The problem
If a line of the data below holds the string "tests", copy it.
========================================================================
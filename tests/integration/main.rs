//! Integration tests for Atlas
//!
//! These tests drive the coordinator and the CLI over on-disk repositories.

use std::fs;
use std::path::Path;
use std::process::Command;

use atlas_core::{AtlasConfig, DepType, Entity, EntityDiff, IndexSnapshot};
use atlas_indexer::{Coordinator, IndexOutput};
use tempfile::TempDir;

fn write_repo(files: &[(&str, &str)]) -> TempDir {
    let temp_dir = TempDir::new().unwrap();
    for (path, content) in files {
        let full = temp_dir.path().join(path);
        fs::create_dir_all(full.parent().unwrap()).unwrap();
        fs::write(full, content).unwrap();
    }
    temp_dir
}

fn index(root: &Path) -> IndexOutput {
    Coordinator::new(AtlasConfig::default())
        .unwrap()
        .run_full_index(root)
        .unwrap()
}

fn entity<'a>(out: &'a IndexOutput, name: &str) -> &'a Entity {
    out.entities.iter().find(|e| e.name == name).unwrap()
}

const MODELS_PY: &str = "class User:\n    def __init__(self, name):\n        self.name = name\n";
const SERVICE_PY: &str = "def create(name):\n    return User(name)\n";

fn atlas() -> Command {
    Command::new(env!("CARGO_BIN_EXE_atlas"))
}

/// Test that the CLI can be invoked
#[test]
fn test_cli_invocation() {
    let output = atlas().arg("--help").output().unwrap();
    let stdout = String::from_utf8_lossy(&output.stdout);
    assert!(output.status.success());
    assert!(stdout.contains("atlas"));
    assert!(stdout.contains("Multi-language entity catalogue and dependency resolver"));
}

#[test]
fn test_cli_lists_languages() {
    let output = atlas().arg("languages").output().unwrap();
    let stdout = String::from_utf8_lossy(&output.stdout);
    assert!(stdout.lines().any(|l| l.starts_with("go") && l.contains(".go")));
    assert!(stdout.lines().any(|l| l.starts_with("python") && l.contains(".pyi")));
}

/// Python construction resolves across files
#[test]
fn test_python_cross_file_construction() {
    let repo = write_repo(&[("app/models.py", MODELS_PY), ("app/service.py", SERVICE_PY)]);
    let out = index(repo.path());

    let create = entity(&out, "create");
    let user = entity(&out, "User");
    let dep = out
        .dependencies
        .iter()
        .find(|d| d.from_id == create.id())
        .unwrap();
    assert_eq!(dep.dep_type, DepType::Calls);
    assert_eq!(dep.to_name, "User");
    assert_eq!(dep.to_id, user.id());
    assert_eq!(dep.location, "app/service.py:2");
}

/// TypeScript heritage and calls resolve across files
#[test]
fn test_typescript_cross_file_resolution() {
    let repo = write_repo(&[
        (
            "src/store.ts",
            "export interface Store {\n  get(key: string): string;\n}\n\nexport class MemoryStore implements Store {\n  get(key: string): string {\n    return lookup(key);\n  }\n}\n",
        ),
        ("src/util.ts", "export function lookup(key: string): string {\n  return key;\n}\n"),
    ]);
    let out = index(repo.path());

    let store = entity(&out, "Store");
    let memory = entity(&out, "MemoryStore");
    let lookup = entity(&out, "lookup");
    let get = entity(&out, "get");

    assert!(out.dependencies.iter().any(|d| d.from_id == memory.id()
        && d.dep_type == DepType::Implements
        && d.to_id == store.id()));
    assert!(out.dependencies.iter().any(|d| d.from_id == get.id()
        && d.dep_type == DepType::Calls
        && d.to_id == lookup.id()));
    assert!(out.dependencies.iter().any(|d| d.from_id == get.id()
        && d.dep_type == DepType::MethodOf
        && d.to_id == memory.id()));
}

/// Snapshot survives a save/load and drives the diff
#[test]
fn test_snapshot_diff_detects_body_change() {
    let repo = write_repo(&[("app/models.py", MODELS_PY), ("app/service.py", SERVICE_PY)]);
    let before = index(repo.path());
    let path = repo.path().join(".atlas/before.json");
    IndexSnapshot::new(&before.entities, &before.dependencies)
        .save(&path)
        .unwrap();
    let old = IndexSnapshot::load(&path).unwrap();
    assert_eq!(old.entities.len(), before.entities.len());

    fs::write(
        repo.path().join("app/service.py"),
        "def create(name):\n    return User(name.strip())\n",
    )
    .unwrap();
    let after = index(repo.path());
    let new = IndexSnapshot::new(&after.entities, &after.dependencies);

    let diff = EntityDiff::compute(&old, &new);
    let create_id = entity(&after, "create").id();
    assert!(diff.added.is_empty());
    assert!(diff.removed.is_empty());
    assert!(diff.signature_changed.is_empty());
    assert_eq!(diff.body_changed, vec![create_id]);
}

/// The CLI writes a JSON snapshot that loads back
#[test]
fn test_cli_index_writes_json_snapshot() {
    let repo = write_repo(&[("app/models.py", MODELS_PY), ("app/service.py", SERVICE_PY)]);
    let out_file = repo.path().join("index.json");

    let status = atlas()
        .arg("--root")
        .arg(repo.path())
        .args(["index", "--format", "json", "--output"])
        .arg(&out_file)
        .status()
        .unwrap();
    assert!(status.success());

    let snapshot = IndexSnapshot::load(&out_file).unwrap();
    assert!(snapshot.entities.iter().any(|e| e.entity.name == "create"));
    assert_eq!(snapshot.dependencies.len(), index(repo.path()).dependencies.len());

    let output = atlas().arg("diff").arg(&out_file).arg(&out_file).output().unwrap();
    assert!(output.status.success());
    assert!(output.stdout.is_empty());
}

/// Compact output goes to stdout, logs to stderr
#[test]
fn test_cli_compact_output() {
    let repo = write_repo(&[("app/service.py", SERVICE_PY)]);
    let output = atlas()
        .arg("--root")
        .arg(repo.path())
        .arg("index")
        .output()
        .unwrap();
    assert!(output.status.success());
    let stdout = String::from_utf8_lossy(&output.stdout);
    let lines: Vec<&str> = stdout.lines().collect();
    assert_eq!(lines[0], "# entities 1");
    assert!(lines[1].contains(" app/service.py:1-2|(name)|"));
    assert_eq!(lines[2], "# dependencies 1");
    assert!(lines[3].ends_with("|calls|User|@app/service.py:2"));
}
/// `__name` private, `_name` protected, dunders and everything else public.
fn python_visibility(name: &str) -> Visibility {
    if name.starts_with("__") && !name.ends_with("__") {
        Visibility::Private
    } else if name.starts_with('_') && !name.starts_with("__") {
        Visibility::Protected
    } else {
        Visibility::Public
    }
}

fn last_segment(name: &str) -> &str {
    name.rsplit('.').next().unwrap_or(name)
}

// ── Reference Rules ───────────────────────────────────────────────────────

impl ReferenceRules for PythonFrontend {
    fn body<'t>(&self, decl: SyntaxNode<'t>) -> Option<SyntaxNode<'t>> {
        decl.child_by_field_name("body")
    }

    fn decorators<'t>(&self, decl: SyntaxNode<'t>) -> Vec<SyntaxNode<'t>> {
        decorator_nodes(decl)
    }

    fn type_body<'t>(&self, decl: SyntaxNode<'t>) -> Option<SyntaxNode<'t>> {
        decl.child_by_field_name("body")
    }

    fn base_types<'t>(&self, decl: SyntaxNode<'t>) -> Vec<BaseType<'t>> {
        base_nodes(decl)
            .into_iter()
            .map(|node| BaseType {
                name: node.text().to_string(),
                node,
                dep_type: DepType::Extends,
            })
            .collect()
    }

    fn classify(&self, node: SyntaxNode<'_>) -> Option<RefClass> {
        match node.kind() {
            "call" => Some(RefClass::Call),
            "decorator" => Some(RefClass::Decorator),
            "type" => Some(RefClass::TypeRef),
            _ => None,
        }
    }

    fn target_name(&self, node: SyntaxNode<'_>, class: RefClass) -> Option<String> {
        match class {
            RefClass::Call | RefClass::Construct => dotted(node.child_by_field_name("function")?),
            RefClass::Decorator => {
                let expr = node.named_children().next()?;
                match expr.kind() {
                    "call" => dotted(expr.child_by_field_name("function")?),
                    _ => dotted(expr),
                }
            }
            RefClass::TypeRef => type_name(node.named_children().next()?),
        }
    }

    fn is_conditional(&self, kind: &str) -> bool {
        matches!(
            kind,
            "if_statement" | "conditional_expression" | "try_statement" | "except_clause" | "match_statement"
        )
    }

    fn is_boundary(&self, kind: &str) -> bool {
        matches!(kind, "function_definition" | "class_definition" | "lambda")
    }

    fn is_type_declaration(&self, kind: &str) -> bool {
        kind == "class_definition"
    }

    fn is_wrapper(&self, kind: &str) -> bool {
        kind == "decorated_definition"
    }

    fn type_declaration_name(&self, node: SyntaxNode<'_>) -> Option<String> {
        node.child_by_field_name("name").map(|n| n.text().to_string())
    }
}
========================================================================
Response area
filename tests/integration/main.rs
//! Integration tests for Atlas
//! These tests drive the coordinator and the CLI over on-disk repositories.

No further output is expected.